[Start of section]

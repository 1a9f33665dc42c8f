//! Binomial Heap implementation
//!
//! A binomial heap is a collection of binomial trees with:
//! - O(log n) insert and extract_min
//! - O(log n) decrease_key and remove
//! - O(log n) union of the tree lists
//!
//! # Algorithm Overview
//!
//! A binomial heap maintains a collection of binomial trees, where:
//! - Each tree satisfies the heap property
//! - At most one tree of each order (0, 1, 2, ..., log n)
//! - This is analogous to binary representation of n
//!
//! **Binomial Tree Bₖ**: Recursively defined:
//! - B₀ is a single node
//! - Bₖ is formed by linking two B_{k-1} trees
//! - Bₖ has exactly 2ᵏ nodes and height k
//!
//! **Key Operations**:
//! - **Insert**: union a single-node tree into the heap (like incrementing a binary counter)
//! - **Extract-min**: find the smallest root, split its tree, union the children back
//! - **Decrease-key**: bubble up in the tree (no cutting)
//! - **Remove**: bubble up all the way to the root, then split like extract-min
//! - **Union**: add the tree lists by order with carry propagation
//!
//! # Storage
//!
//! Nodes live in an [`Arena`] and use the leftmost-child / next-sibling
//! representation. Bubbling up swaps keys between nodes, so handles do not
//! point at nodes directly: each handle owns an entry slot that always records
//! which node currently holds its key.

use crate::storage::{translate_link, Arena, Linked, NodeKey, HeapId};
use crate::traits::{AddressableHeap, Handle, Heap, HeapError, MeldableHeap};
use slotmap::{new_key_type, SecondaryMap, SlotMap};
use std::fmt;
use std::mem;

new_key_type! {
    struct EntryKey;
}

/// Handle to an element in a Binomial heap
///
/// A handle keeps following its element while decrease-key operations move
/// keys around the tree. It becomes stale once the element is extracted or
/// removed, or once the heap is consumed by [`MeldableHeap::union`].
#[derive(Debug, Clone, Copy, PartialEq, Eq, Hash)]
pub struct BinomialHandle {
    heap: HeapId,
    entry: EntryKey,
}

impl Handle for BinomialHandle {}

/// Internal node structure for binomial heap
///
/// - `parent`: parent node (None if root)
/// - `child`: leftmost child, which is the child of highest order
/// - `sibling`: next sibling in parent's child list, one order lower
/// - `order`: number of children; a root of order k owns 2ᵏ nodes
/// - `entry`: the handle slot of the key currently stored here
#[derive(Debug)]
struct Node<T> {
    key: T,
    entry: EntryKey,
    parent: Option<NodeKey>,
    child: Option<NodeKey>,
    sibling: Option<NodeKey>,
    order: usize,
}

impl<T> Linked for Node<T> {
    fn relink(&mut self, translate: &SecondaryMap<NodeKey, NodeKey>) {
        translate_link(&mut self.parent, translate);
        translate_link(&mut self.child, translate);
        translate_link(&mut self.sibling, translate);
    }
}

/// Binomial Heap
///
/// # Example
///
/// ```rust
/// use classic_heaps::binomial::BinomialHeap;
/// use classic_heaps::{AddressableHeap, Heap};
///
/// let mut heap = BinomialHeap::new();
/// let handle = heap.insert_with_handle(5);
/// heap.insert(3);
/// heap.decrease_key(&handle, 1).unwrap();
/// assert_eq!(heap.minimum(), Ok(&1));
/// ```
pub struct BinomialHeap<T: Ord> {
    /// Tree roots indexed by order. Each slot holds at most one tree and the
    /// last slot is never empty.
    trees: Vec<Option<NodeKey>>,
    nodes: Arena<Node<T>>,
    /// Handle slot -> node currently holding that handle's key
    entries: SlotMap<EntryKey, NodeKey>,
}

impl<T: Ord> Heap<T> for BinomialHeap<T> {
    fn new() -> Self {
        Self {
            trees: Vec::new(),
            nodes: Arena::new(),
            entries: SlotMap::with_key(),
        }
    }

    fn len(&self) -> usize {
        self.nodes.len()
    }

    fn insert(&mut self, item: T) {
        self.insert_with_handle(item);
    }

    /// Scans the roots; the first smallest root found wins ties
    ///
    /// **Time Complexity**: O(log n)
    fn peek(&self) -> Option<&T> {
        let order = self.min_order()?;
        let root = self.trees[order]?;
        Some(&self.nodes[root].key)
    }

    /// Removes and returns the minimum element
    ///
    /// **Time Complexity**: O(log n) worst-case
    ///
    /// **Algorithm**:
    /// 1. Scan the roots for the minimum
    /// 2. Empty its slot in the tree list
    /// 3. Removing the root of a Bₖ leaves its children Bₖ₋₁, ..., B₀
    /// 4. Union those children back as a heap of their own
    fn pop(&mut self) -> Option<T> {
        let order = self.min_order()?;
        let root = self.trees[order].take()?;
        self.detach_root(root)
    }
}

impl<T: Ord> MeldableHeap<T> for BinomialHeap<T> {
    /// Merges another heap into this heap
    ///
    /// The donor's nodes are moved into this heap's arena, then the two tree
    /// lists are added like binary numbers. Moving the nodes costs O(m) for a
    /// donor of m elements; the tree linking itself is O(log n).
    fn union(&mut self, other: Self) {
        let BinomialHeap { trees, nodes, .. } = other;
        let translate = self.nodes.absorb(nodes);

        for &node in translate.values() {
            let entry = self.entries.insert(node);
            self.nodes[node].entry = entry;
        }

        let incoming = trees
            .into_iter()
            .map(|slot| slot.map(|root| translate[root]))
            .collect();
        self.merge_trees(incoming);
    }
}

impl<T: Ord> AddressableHeap<T> for BinomialHeap<T> {
    type Handle = BinomialHandle;

    /// Inserts a new element into the heap
    ///
    /// **Time Complexity**: O(log n) worst-case, O(1) amortized
    ///
    /// A single-node B₀ tree is unioned in. The carries it triggers follow
    /// the same pattern as incrementing a binary counter.
    fn insert_with_handle(&mut self, item: T) -> Self::Handle {
        let node = self.nodes.insert(Node {
            key: item,
            entry: EntryKey::default(),
            parent: None,
            child: None,
            sibling: None,
            order: 0,
        });
        let entry = self.entries.insert(node);
        self.nodes[node].entry = entry;

        self.merge_trees(vec![Some(node)]);

        BinomialHandle {
            heap: self.nodes.id(),
            entry,
        }
    }

    fn get(&self, handle: &Self::Handle) -> Result<&T, HeapError> {
        let node = self.resolve(handle)?;
        Ok(&self.nodes[node].key)
    }

    /// Decreases the key of an element
    ///
    /// **Time Complexity**: O(log n) worst-case
    ///
    /// Binomial heaps **swap keys** with the parent instead of cutting the
    /// node out, so the tree shape never changes. The handle's entry slot is
    /// updated on every swap.
    fn decrease_key(&mut self, handle: &Self::Handle, new_key: T) -> Result<(), HeapError> {
        let node = self.resolve(handle)?;
        if new_key >= self.nodes[node].key {
            return Err(HeapError::InvalidDecrease);
        }

        self.nodes[node].key = new_key;
        self.bubble_up(node, false);
        Ok(())
    }

    /// Removes an arbitrary element
    ///
    /// **Time Complexity**: O(log n) worst-case
    ///
    /// The element is bubbled up to its tree's root regardless of the keys it
    /// passes, which is what decreasing it to -∞ would do. That root is then
    /// split off exactly like in `extract_min`. Works for any `Ord` key.
    fn remove(&mut self, handle: &Self::Handle) -> Result<T, HeapError> {
        let node = self.resolve(handle)?;
        let root = self.bubble_up(node, true);

        let order = self.nodes[root].order;
        debug_assert_eq!(self.trees.get(order).copied().flatten(), Some(root));
        self.trees[order] = None;

        self.detach_root(root).ok_or(HeapError::StaleHandle)
    }
}

impl<T: Ord> BinomialHeap<T> {
    /// Iterates over all keys in unspecified order
    pub fn iter(&self) -> impl Iterator<Item = &T> + '_ {
        self.nodes.values().map(|node| &node.key)
    }

    fn resolve(&self, handle: &BinomialHandle) -> Result<NodeKey, HeapError> {
        if handle.heap != self.nodes.id() {
            return Err(HeapError::StaleHandle);
        }
        self.entries
            .get(handle.entry)
            .copied()
            .ok_or(HeapError::StaleHandle)
    }

    /// Order of the tree whose root is smallest
    fn min_order(&self) -> Option<usize> {
        let mut best: Option<(usize, NodeKey)> = None;

        for (order, root) in self
            .trees
            .iter()
            .enumerate()
            .filter_map(|(order, slot)| slot.map(|root| (order, root)))
        {
            match best {
                Some((_, current)) if self.nodes[root].key >= self.nodes[current].key => {}
                _ => best = Some((order, root)),
            }
        }

        best.map(|(order, _)| order)
    }

    /// Links two binomial trees of the same order into one tree of order+1
    ///
    /// **Time Complexity**: O(1)
    ///
    /// The root with the larger key becomes the leftmost child of the other,
    /// so the heap property holds by construction. Ties keep `a` on top.
    fn link_trees(&mut self, a: NodeKey, b: NodeKey) -> NodeKey {
        debug_assert_eq!(self.nodes[a].order, self.nodes[b].order);

        let (parent, child) = if self.nodes[b].key < self.nodes[a].key {
            (b, a)
        } else {
            (a, b)
        };

        let first_child = self.nodes[parent].child.replace(child);
        self.nodes[parent].order += 1;

        let child_ref = &mut self.nodes[child];
        child_ref.parent = Some(parent);
        child_ref.sibling = first_child;

        parent
    }

    /// Adds a tree list into this heap's tree list
    ///
    /// **Algorithm**: binary addition with carry propagation. At each order
    /// up to three trees can meet: our own, the incoming one and the carry
    /// from the order below. Two of them are linked into a carry for the next
    /// order and the third (if any) stays as the digit for this order.
    ///
    /// **Invariant**: Afterwards there is at most one tree of each order.
    fn merge_trees(&mut self, other: Vec<Option<NodeKey>>) {
        let width = self.trees.len().max(other.len());
        self.trees.resize(width, None);

        let mut carry: Option<NodeKey> = None;
        let incoming = other.into_iter().chain(std::iter::repeat(None));

        for (order, theirs) in incoming.take(width).enumerate() {
            let mut present = [self.trees[order].take(), theirs, carry.take()]
                .into_iter()
                .flatten();

            match (present.next(), present.next()) {
                (Some(a), Some(b)) => {
                    let linked = self.link_trees(a, b);
                    debug_assert_eq!(self.nodes[linked].order, order + 1);
                    carry = Some(linked);
                    self.trees[order] = present.next();
                }
                (digit, _) => self.trees[order] = digit,
            }
        }

        if carry.is_some() {
            self.trees.push(carry);
        }
        while let Some(None) = self.trees.last() {
            self.trees.pop();
        }
    }

    /// Removes a root whose slot was already emptied and unions its children back
    fn detach_root(&mut self, root: NodeKey) -> Option<T> {
        let order = self.nodes.get(root)?.order;
        let mut children = vec![None; order];

        let mut next = self.nodes[root].child;
        while let Some(child) = next {
            let child_ref = &mut self.nodes[child];
            next = child_ref.sibling.take();
            child_ref.parent = None;
            children[child_ref.order] = Some(child);
        }

        let node = self.nodes.remove(root)?;
        self.entries.remove(node.entry);
        self.merge_trees(children);
        Some(node.key)
    }

    /// Bubbles the key at `node` up by swapping with parents
    ///
    /// Stops once the parent is not larger, or only at the root if `to_root`
    /// is set. Returns the node that ends up holding the key.
    fn bubble_up(&mut self, mut node: NodeKey, to_root: bool) -> NodeKey {
        while let Some(parent) = self.nodes[node].parent {
            if !to_root && self.nodes[node].key >= self.nodes[parent].key {
                break;
            }
            self.swap_payloads(node, parent);
            node = parent;
        }
        node
    }

    /// Swaps keys (and the entries following them) between two nodes
    fn swap_payloads(&mut self, a: NodeKey, b: NodeKey) {
        if let Some([x, y]) = self.nodes.pair_mut(a, b) {
            mem::swap(&mut x.key, &mut y.key);
            mem::swap(&mut x.entry, &mut y.entry);
            self.entries[x.entry] = a;
            self.entries[y.entry] = b;
        }
    }
}

impl<T: Ord> Default for BinomialHeap<T> {
    fn default() -> Self {
        Self::new()
    }
}

impl<T: Ord> FromIterator<T> for BinomialHeap<T> {
    fn from_iter<I: IntoIterator<Item = T>>(iter: I) -> Self {
        let mut heap = Self::new();
        heap.extend(iter);
        heap
    }
}

impl<T: Ord> Extend<T> for BinomialHeap<T> {
    fn extend<I: IntoIterator<Item = T>>(&mut self, iter: I) {
        for item in iter {
            self.insert(item);
        }
    }
}

/// Preorder view of one tree slot, `None` for an empty slot
struct TreeView<'a, T: Ord> {
    heap: &'a BinomialHeap<T>,
    root: Option<NodeKey>,
}

impl<T: Ord + fmt::Debug> fmt::Debug for TreeView<'_, T> {
    fn fmt(&self, f: &mut fmt::Formatter<'_>) -> fmt::Result {
        let Some(root) = self.root else {
            return f.write_str("None");
        };

        let mut tuple = f.debug_tuple("BinomialTree");
        let mut stack = vec![root];
        while let Some(key) = stack.pop() {
            let node = &self.heap.nodes[key];
            tuple.field(&node.key);
            // siblings of the root are always empty
            if key != root {
                if let Some(sibling) = node.sibling {
                    stack.push(sibling);
                }
            }
            if let Some(child) = node.child {
                stack.push(child);
            }
        }
        tuple.finish()
    }
}

impl<T: Ord + fmt::Debug> fmt::Debug for BinomialHeap<T> {
    fn fmt(&self, f: &mut fmt::Formatter<'_>) -> fmt::Result {
        let mut tuple = f.debug_tuple("BinomialHeap");
        for &root in &self.trees {
            tuple.field(&TreeView { heap: self, root });
        }
        tuple.finish()
    }
}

[End of section]

### ASSIGNMENT
In the listing above, find the line containing "fn from_iter<I: IntoIterator<Item" and the line containing "an empty slot". Output them and every line between, exactly, and nothing else.

### SOLUTION
    fn from_iter<I: IntoIterator<Item = T>>(iter: I) -> Self {
        let mut heap = Self::new();
        heap.extend(iter);
        heap
    }
}

impl<T: Ord> Extend<T> for BinomialHeap<T> {
    fn extend<I: IntoIterator<Item = T>>(&mut self, iter: I) {
        for item in iter {
            self.insert(item);
        }
    }
}

/// Preorder view of one tree slot, `None` for an empty slot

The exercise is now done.